Life skills-based HIV and sexuality education: teacher training and teaching
To assess progress towards implementation of life skills-based HIV and sexuality education in all schools by teachers who are trained in the subject area.
Life skills-based HIV and sexuality education is an effective methodology that uses participatory exercises to teach behaviours to young people that help them deal with the challenges and demands of everyday life. It is important that teachers who provide this subject should be trained in the appropriate methodologies and the content to be covered.
This indicator combines issues of provision of life skills-based HIV and sexuality education as part of the curriculum, as well as considering the training of those offering the curriculum. These are critical issues for the education sector to review and monitor.
This indicator provides a focus on the proportion of schools that are offering life skills-based HIV and sexuality education and considers which of those schools have teachers who have received some training to offer the subject. Again, by looking at teacher preparation, an attempt is made to improve the quality of the nature of the knowledge provided to the students.
Principals/heads of schools (to include both private and public schools) are briefed on the meaning of life skillsbased HIV and sexuality education, and the training required for teachers to provide the course (including pre- and in-service training), and then are asked the following question: How many teachers in your school who received training also taught lessons in life skills-based HIV and sexuality education in the previous academic year?
Calculated as a percentage:
Number of schools where at least one trained teacher taught lessons in life skills-based HIV and sexuality education in the previous academic year.
Number of schools surveyed.
School-based surveys or EMIS Annual School Census questionnaire.
The indicator should be presented as a separate percentage for:
■ Sex of teachers: male and female
■ Private/independent and public/state schools
■ Level of education: primary and secondary
■ Geographical location: urban, rural and peri-urban.
It is important that life skills-based HIV and sexuality education be initiated in the early grades of primary school (pre-primary) and then continued throughout schooling with contents and methods being adapted to the age and experience of the students. Where schools provide both primary and secondary education, teachers should have been trained to teach life skills-based HIV and sexuality education at each of these levels. It is impossible to establish a universal standard for the minimum number of trained teachers in life skills-based HIV and sexuality education per school, as the mode of delivering HIV and sexuality education varies significantly across countries: as a standalone subject, integrated with carrier subjects, or infused across subjects, for example.

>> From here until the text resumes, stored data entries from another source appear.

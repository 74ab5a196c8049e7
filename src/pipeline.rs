//! Preview pipeline and controller.
//!
//! `PreviewController` drives the whole flow: URL match, container lookup,
//! classification, rendering, and the DOM swap, staged as separate tasks so
//! the host event loop gets control back between stages. It also routes
//! toggle requests through the re-entrancy guard, shows the processing
//! indicator when a run takes too long, and surfaces failures as
//! auto-dismissing notices instead of breaking the page.

use std::time::Duration;

use anyhow::Result;

use crate::classifier;
use crate::error::PreviewError;
use crate::host::{find_content_container, HostDocument, NodeId};
use crate::prefs::{PreferenceManager, SessionStore};
use crate::renderer::MarkdownRenderer;
use crate::scheduler::{Clock, Deadline, SystemClock, TaskQueue};
use crate::theme::{self, Theme};
use crate::url_matcher;
use crate::view_state::{ToggleOutcome, ViewController, ViewMode};

/// Timing knobs for the pipeline.
#[derive(Debug, Clone, Copy, PartialEq, Eq)]
pub struct PipelineConfig {
    /// Delay before the processing indicator appears.
    pub indicator_delay: Duration,
    /// Upper bound after which a stuck indicator is force-hidden.
    pub indicator_max: Duration,
    /// Lifetime of a failure notice before it auto-dismisses.
    pub notice_lifetime: Duration,
}

impl Default for PipelineConfig {
    fn default() -> Self {
        Self {
            indicator_delay: Duration::from_millis(250),
            indicator_max: Duration::from_secs(10),
            notice_lifetime: Duration::from_secs(5),
        }
    }
}

/// Non-blocking, auto-dismissing failure notice.
#[derive(Debug, Clone, PartialEq, Eq)]
pub struct Notice {
    message: String,
    expires: Deadline,
}

impl Notice {
    pub fn message(&self) -> &str {
        &self.message
    }
}

/// Terminal state of one pipeline run.
#[derive(Debug, Clone, Copy, PartialEq, Eq)]
pub enum RunOutcome {
    /// The URL is not a preview page; nothing was done.
    NotPreviewUrl,
    /// No usable content container on the page; nothing was done.
    NoContainer,
    /// Content did not classify as Markdown; page left as is.
    NotMarkdown,
    /// Rendering or the DOM swap failed; original content is intact.
    Failed,
    /// Rendered HTML was swapped into the page.
    Previewed,
    /// Rendered HTML was cached but the page stays raw, per the session
    /// view-mode preference.
    Prepared,
}

/// Result of one [`PreviewController::step`] call.
#[derive(Debug, Clone, Copy, PartialEq, Eq)]
pub enum StepOutcome {
    /// A task ran; more may be queued.
    Pending,
    /// Nothing left to do.
    Settled,
}

/// One staged unit of pipeline work. Each task is a yield boundary.
#[derive(Debug, Clone, Copy, PartialEq, Eq)]
enum Task {
    Classify,
    Render,
    Replace,
    CompleteToggle,
}

/// Owns every moving part of the preview engine for one page.
pub struct PreviewController {
    renderer: MarkdownRenderer,
    view: ViewController,
    prefs: PreferenceManager,
    clock: Box<dyn Clock>,
    config: PipelineConfig,
    queue: TaskQueue<Task>,
    container_id: Option<NodeId>,
    pending_text: Option<String>,
    pending_extension: Option<String>,
    pending_html: Option<String>,
    indicator_show_at: Option<Deadline>,
    indicator_hide_by: Option<Deadline>,
    indicator_shown: bool,
    notices: Vec<Notice>,
    last_outcome: Option<RunOutcome>,
    last_toggle: Option<ToggleOutcome>,
}

impl PreviewController {
    pub fn new(store: Box<dyn SessionStore>) -> Result<Self> {
        Self::with_clock(store, Box::new(SystemClock))
    }

    /// Builds a controller with an injected clock, used by tests to drive
    /// indicator and notice timing deterministically.
    pub fn with_clock(store: Box<dyn SessionStore>, clock: Box<dyn Clock>) -> Result<Self> {
        let prefs = PreferenceManager::load(store);
        let renderer = MarkdownRenderer::new(prefs.theme())?;
        Ok(Self {
            renderer,
            view: ViewController::new(),
            prefs,
            clock,
            config: PipelineConfig::default(),
            queue: TaskQueue::new(),
            container_id: None,
            pending_text: None,
            pending_extension: None,
            pending_html: None,
            indicator_show_at: None,
            indicator_hide_by: None,
            indicator_shown: false,
            notices: Vec::new(),
            last_outcome: None,
            last_toggle: None,
        })
    }

    pub fn prefs(&self) -> &PreferenceManager {
        &self.prefs
    }

    pub fn view(&self) -> &ViewController {
        &self.view
    }

    pub fn last_outcome(&self) -> Option<RunOutcome> {
        self.last_outcome
    }

    pub fn last_toggle(&self) -> Option<ToggleOutcome> {
        self.last_toggle
    }

    pub fn indicator_visible(&self) -> bool {
        self.indicator_shown
    }

    pub fn notices(&self) -> &[Notice] {
        &self.notices
    }

    /// Whether the toggle control should accept input right now.
    pub fn toggle_enabled(&self) -> bool {
        !self.view.is_transition_in_flight()
    }

    /// Switches the preview theme and persists the preference. Rebuilds the
    /// renderer since the highlighter is theme-bound.
    pub fn set_theme(&mut self, theme: Theme) -> Result<()> {
        self.prefs.set_theme(theme);
        self.renderer = MarkdownRenderer::new(theme)?;
        Ok(())
    }

    /// Renders markdown through the engine's fixed configuration. Empty or
    /// whitespace-only input yields a structured validation failure.
    pub fn process_markdown_content(&self, text: &str) -> Result<String, PreviewError> {
        self.renderer.render(text)
    }

    /// Stages a pipeline run for `url` against `doc`. Returns true when work
    /// was queued; on false the reason is in [`Self::last_outcome`].
    ///
    /// Safe to call again on the same page: the snapshot is only captured
    /// once, so a duplicate run re-renders but cannot lose the original.
    pub fn begin(&mut self, url: &str, doc: &mut dyn HostDocument) -> bool {
        // A staged toggle must settle before the queue is rebuilt; dropping
        // its task would leave the control disabled for the page lifetime.
        if self.view.is_transition_in_flight() {
            self.run_complete_toggle(doc);
        }
        self.queue.clear();
        self.pending_text = None;
        self.pending_extension = None;
        self.pending_html = None;

        if !url_matcher::is_preview_url(url) {
            self.last_outcome = Some(RunOutcome::NotPreviewUrl);
            return false;
        }
        let Some(id) = find_content_container(doc) else {
            log::info!("no content container found; leaving page untouched");
            self.last_outcome = Some(RunOutcome::NoContainer);
            return false;
        };
        let Some(container) = doc.container(id) else {
            self.last_outcome = Some(RunOutcome::NoContainer);
            return false;
        };

        self.container_id = Some(id);
        self.pending_text = Some(container.raw_text().to_string());
        self.pending_extension = url_matcher::file_extension(url);
        self.last_outcome = None;
        self.indicator_show_at = Some(Deadline::after(&*self.clock, self.config.indicator_delay));
        self.indicator_hide_by = Some(Deadline::after(&*self.clock, self.config.indicator_max));

        self.queue.push(Task::Classify);
        self.queue.push(Task::Render);
        self.queue.push(Task::Replace);
        true
    }

    /// Executes at most one queued task. Everything between two `step`
    /// calls is a yield point for the host event loop.
    pub fn step(&mut self, doc: &mut dyn HostDocument) -> StepOutcome {
        let Some(task) = self.queue.pop() else {
            return StepOutcome::Settled;
        };
        match task {
            Task::Classify => self.run_classify(),
            Task::Render => self.run_render(),
            Task::Replace => self.run_replace(doc),
            Task::CompleteToggle => self.run_complete_toggle(doc),
        }
        if self.last_outcome.is_some() && self.queue.is_empty() {
            self.clear_indicator();
        } else {
            self.update_indicator();
        }
        StepOutcome::Pending
    }

    pub fn run_until_idle(&mut self, doc: &mut dyn HostDocument) {
        while self.step(doc) == StepOutcome::Pending {}
    }

    /// Stages and drains a full pipeline run.
    pub fn run(&mut self, url: &str, doc: &mut dyn HostDocument) -> RunOutcome {
        if self.begin(url, doc) {
            self.run_until_idle(doc);
        }
        self.last_outcome.unwrap_or(RunOutcome::Failed)
    }

    /// Requests a view toggle. The swap itself runs as a scheduled task;
    /// until it completes the control is disabled and further requests
    /// return false.
    pub fn request_toggle(&mut self) -> bool {
        if !self.view.begin_transition() {
            return false;
        }
        self.last_toggle = None;
        self.queue.push(Task::CompleteToggle);
        true
    }

    /// Time-based housekeeping: indicator show/auto-hide and notice expiry.
    /// Called by the host on its own cadence.
    pub fn poll(&mut self) {
        self.update_indicator();
        let clock = &*self.clock;
        self.notices.retain(|notice| !notice.expires.expired(clock));
    }

    fn run_classify(&mut self) {
        let text = self.pending_text.clone().unwrap_or_default();
        let analysis = classifier::analyze(&text, self.pending_extension.as_deref());
        if !classifier::should_process(&analysis, &text) {
            log::debug!(
                "content not processed as markdown (confidence {:.2})",
                analysis.confidence
            );
            self.settle(RunOutcome::NotMarkdown);
        }
    }

    fn run_render(&mut self) {
        let text = self.pending_text.clone().unwrap_or_default();
        match self.renderer.render(&text) {
            Ok(html) => {
                self.pending_html = Some(theme::wrap_rendered(&html, self.prefs.theme()));
            }
            Err(err) => {
                log::warn!("markdown rendering failed: {err}");
                self.push_notice(format!("Markdown preview unavailable: {err}"));
                self.settle(RunOutcome::Failed);
            }
        }
    }

    fn run_replace(&mut self, doc: &mut dyn HostDocument) {
        let Some(html) = self.pending_html.clone() else {
            self.settle(RunOutcome::Failed);
            return;
        };
        let container = self.container_id.and_then(|id| doc.container(id));
        let Some(container) = container else {
            log::warn!("content container disappeared before replacement");
            self.push_notice("Markdown preview unavailable: content container is gone".into());
            self.settle(RunOutcome::Failed);
            return;
        };

        match self.prefs.view_mode() {
            ViewMode::Rendered => match self.view.activate(container, &html) {
                Ok(()) => self.settle(RunOutcome::Previewed),
                Err(err) => {
                    log::warn!("preview replacement failed: {err}");
                    self.push_notice(format!("Markdown preview unavailable: {err}"));
                    self.settle(RunOutcome::Failed);
                }
            },
            ViewMode::Raw => {
                // Session preference says raw: leave the page alone but keep
                // the rendered HTML ready for a toggle.
                self.view.ensure_snapshot(container);
                match self.view.cache_rendered(&html) {
                    Ok(()) => self.settle(RunOutcome::Prepared),
                    Err(err) => {
                        log::warn!("caching rendered content failed: {err}");
                        self.settle(RunOutcome::Failed);
                    }
                }
            }
        }
    }

    fn run_complete_toggle(&mut self, doc: &mut dyn HostDocument) {
        let container = self.container_id.and_then(|id| doc.container(id));
        let outcome = match container {
            Some(container) => match self.view.dispatch_toggle(container) {
                Ok(outcome) => Some(outcome),
                Err(err) => {
                    log::warn!("view toggle failed: {err}");
                    self.push_notice(format!("Could not switch views: {err}"));
                    None
                }
            },
            None => {
                self.push_notice("Could not switch views: content container is gone".into());
                None
            }
        };
        if let Some(ToggleOutcome::Switched(mode)) = outcome {
            self.prefs.set_view_mode(mode);
        }
        self.last_toggle = outcome;
        self.view.finish_transition();
    }

    fn settle(&mut self, outcome: RunOutcome) {
        self.queue.clear();
        self.last_outcome = Some(outcome);
        self.clear_indicator();
    }

    fn clear_indicator(&mut self) {
        self.indicator_show_at = None;
        self.indicator_hide_by = None;
        self.indicator_shown = false;
    }

    fn update_indicator(&mut self) {
        if let Some(show_at) = self.indicator_show_at {
            if !self.indicator_shown && show_at.expired(&*self.clock) {
                self.indicator_shown = true;
            }
        }
        if let Some(hide_by) = self.indicator_hide_by {
            // Safeguard: even if later stages never call back, the
            // indicator cannot outlive the upper bound.
            if self.indicator_shown && hide_by.expired(&*self.clock) {
                self.clear_indicator();
            }
        }
    }

    fn push_notice(&mut self, message: String) {
        let expires = Deadline::after(&*self.clock, self.config.notice_lifetime);
        self.notices.push(Notice { message, expires });
    }
}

The minimum number of trained teachers also depends on the school size. This indicator is therefore a measure of coverage of schools only, with the expectation that every school should have at least one trained teacher who teaches life skills-based HIV and sexuality education. The indicator does not measure the qualitative dimensions of teacher training. Ultimately the desirable coverage of schools should be 100 per cent, although countries can set a realistic target lower than 100 per cent for a given period of time.
Education stakeholders should link the analysis of the data for this indicator with Indicator No. 3 in the Guidelines (percentage of schools that provided life skills-based HIV and sexuality education in the previous academic year), to examine the equation between these two indicators. If the percentage of schools providing life skills-based HIV and sexuality education is high but the percentage of schools with trained teachers teaching the programme is low, it suggest that the programme was not taught by trained teachers in some schools, which may present a concern with the quality of the teaching.
Comparison with data from previous years (if available) should be made to determine if and how much progress has been made, or if a satisfactory level of coverage has been sustained.
■ The indicator was field tested.
■ The indicator provides a good measure of coverage, considering which schools have provided life skills-based HIV and sexuality education at the minimum required levels and have some teachers trained to offer the curriculum.
■ The indicator does not measure the number of teachers available at school level or consider the load or quality of individual teachers – so one teacher may be overburdened to cover all the grades and classes.
■ The indicator does not measure the quality of teacher training in this area.